Christian D. Kielgast, a partner in Nordic Hotel Consulting, laid out recent improvements in the area’s hotel market.
“Copenhagen was relatively hard hit by the crisis, but 2012 so far has seen 5% to 6% (revenue-per-available-room) growth for the city and new supply coming to the market. Stockholm has started to flatten out a bit; it started recovering in 2010 and is flattening out in 2012. There is still a little bit more supply coming into the Stockholm market, but overall there has (been) a stable 6% increase in roomnights. Oslo has seen a bit of a decline this year, around 6% RevPAR, and demand hasn’t grown either. But overall there is new supply coming into the market and I guess we will see performance there start to flatten out.
“The economics are fairly strong so overall Scandinavia is holding up quite well.”
Kielgast was one of three presenters who spoke during a panel titled “A focus on Scandinavia” during the Hotel Investment Conference Europe, or Hot.E.
Supply issues continue to be a drain on the region, particularly in Norway and Sweden, he said. “Performance has been quite strong but there is a lot of new supply coming onto the market, so we are starting to see some declines of around 4%.”
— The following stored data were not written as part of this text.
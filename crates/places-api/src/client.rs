//! Place-lookup API HTTP client

use crate::error::Result;
use crate::types::{DetailsOutcome, ForwardedResponse, PlaceResult};
use std::time::Duration;
use tracing::{debug, warn};

/// Path of the place-details endpoint, relative to the API host
pub const DETAILS_PATH: &str = "/maps/api/place/details/json";

/// Client for the upstream place-lookup API
///
/// The API key is supplied per call by the proxy's caller and is never stored
/// or logged by the client.
#[derive(Clone)]
pub struct PlacesClient {
    http: reqwest::Client,
    base_url: String,
}

impl PlacesClient {
    /// Default API host
    pub const DEFAULT_BASE_URL: &'static str = "https://maps.googleapis.com";
    /// Default per-request timeout
    pub const DEFAULT_TIMEOUT: Duration = Duration::from_secs(10);

    /// Create a new client against the default host (10 second timeout)
    pub fn new() -> Self {
        Self::try_new(Self::DEFAULT_BASE_URL, Self::DEFAULT_TIMEOUT)
            .expect("Failed to create HTTP client")
    }

    /// Create a client against a custom host with a custom timeout
    pub fn try_new(base_url: &str, timeout: Duration) -> Result<Self> {
        let http = reqwest::Client::builder().timeout(timeout).build()?;

        Ok(Self {
            http,
            base_url: base_url.trim_end_matches('/').to_string(),
        })
    }

    pub fn base_url(&self) -> &str {
        &self.base_url
    }

    /// Look up a place by identifier, asking for exactly `fields`
    ///
    /// The HTTP status of the upstream response is not consulted: the API
    /// reports failures through the `status` member of its JSON body, so any
    /// JSON body is accepted and classified by that member.
    pub async fn place_details<S: AsRef<str>>(
        &self,
        place_id: &str,
        fields: &[S],
        key: &str,
    ) -> Result<DetailsOutcome> {
        let fields = fields
            .iter()
            .map(|f| f.as_ref())
            .collect::<Vec<_>>()
            .join(",");

        let url = format!(
            "{}{}?place_id={}&fields={}&key={}",
            self.base_url,
            DETAILS_PATH,
            urlencoding::encode(place_id),
            urlencoding::encode(&fields),
            urlencoding::encode(key)
        );

        debug!(place_id, fields = %fields, "Fetching place details");

        let response = self.http.get(&url).send().await?;
        let http_status = response.status();
        let bytes = response.bytes().await?;
        let body: serde_json::Value = serde_json::from_slice(&bytes)?;

        match body.get("status").and_then(|s| s.as_str()) {
            Some("OK") => {
                let result = body
                    .get("result")
                    .cloned()
                    .unwrap_or_else(|| serde_json::Value::Object(Default::default()));
                let place: PlaceResult = serde_json::from_value(result)?;
                Ok(DetailsOutcome::Found(place))
            }
            status => {
                warn!(
                    place_id,
                    http_status = %http_status,
                    status = status.unwrap_or("<missing>"),
                    "Place details request rejected upstream"
                );
                Ok(DetailsOutcome::Rejected(body))
            }
        }
    }

    /// Forward a request path (with query string) to the API host verbatim
    pub async fn forward(&self, path_and_query: &str) -> Result<ForwardedResponse> {
        let url = format!("{}{}", self.base_url, path_and_query);

        let response = self.http.get(&url).send().await?;
        let status = response.status().as_u16();
        let content_type = response
            .headers()
            .get(reqwest::header::CONTENT_TYPE)
            .and_then(|v| v.to_str().ok())
            .map(|s| s.to_string());
        let body = response.bytes().await?.to_vec();

        debug!(status, size = body.len(), "Forwarded upstream response");

        Ok(ForwardedResponse {
            status,
            content_type,
            body,
        })
    }
}

impl Default for PlacesClient {
    fn default() -> Self {
        Self::new()
    }
}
Acquisitions also have picked up. Kielgast highlighted Swedish firm Balders’ €45 million ($58 million) buy of the Marriott Renaissance in Malmo earlier this year, as well as other investments by AFA Fastigheter and Blackstone Group LP.
The Scandinavian hotel market is still “very much dominated by local and regional investors,” he added, as business and leisure travelers alike are more loyal to homegrown brands.
Challenges to investment
The region’s domestic bias is one of several challenges facing outside investment, the panelists said.
One of the most pressing: The prevalence of the lease structure, according to Anders Braks, GM of Event Holding GmbH & Company KG., a Cologne, Germany-based investment firm that specializes in the acquisitions, management and sale of investment-grade hotels and office buildings.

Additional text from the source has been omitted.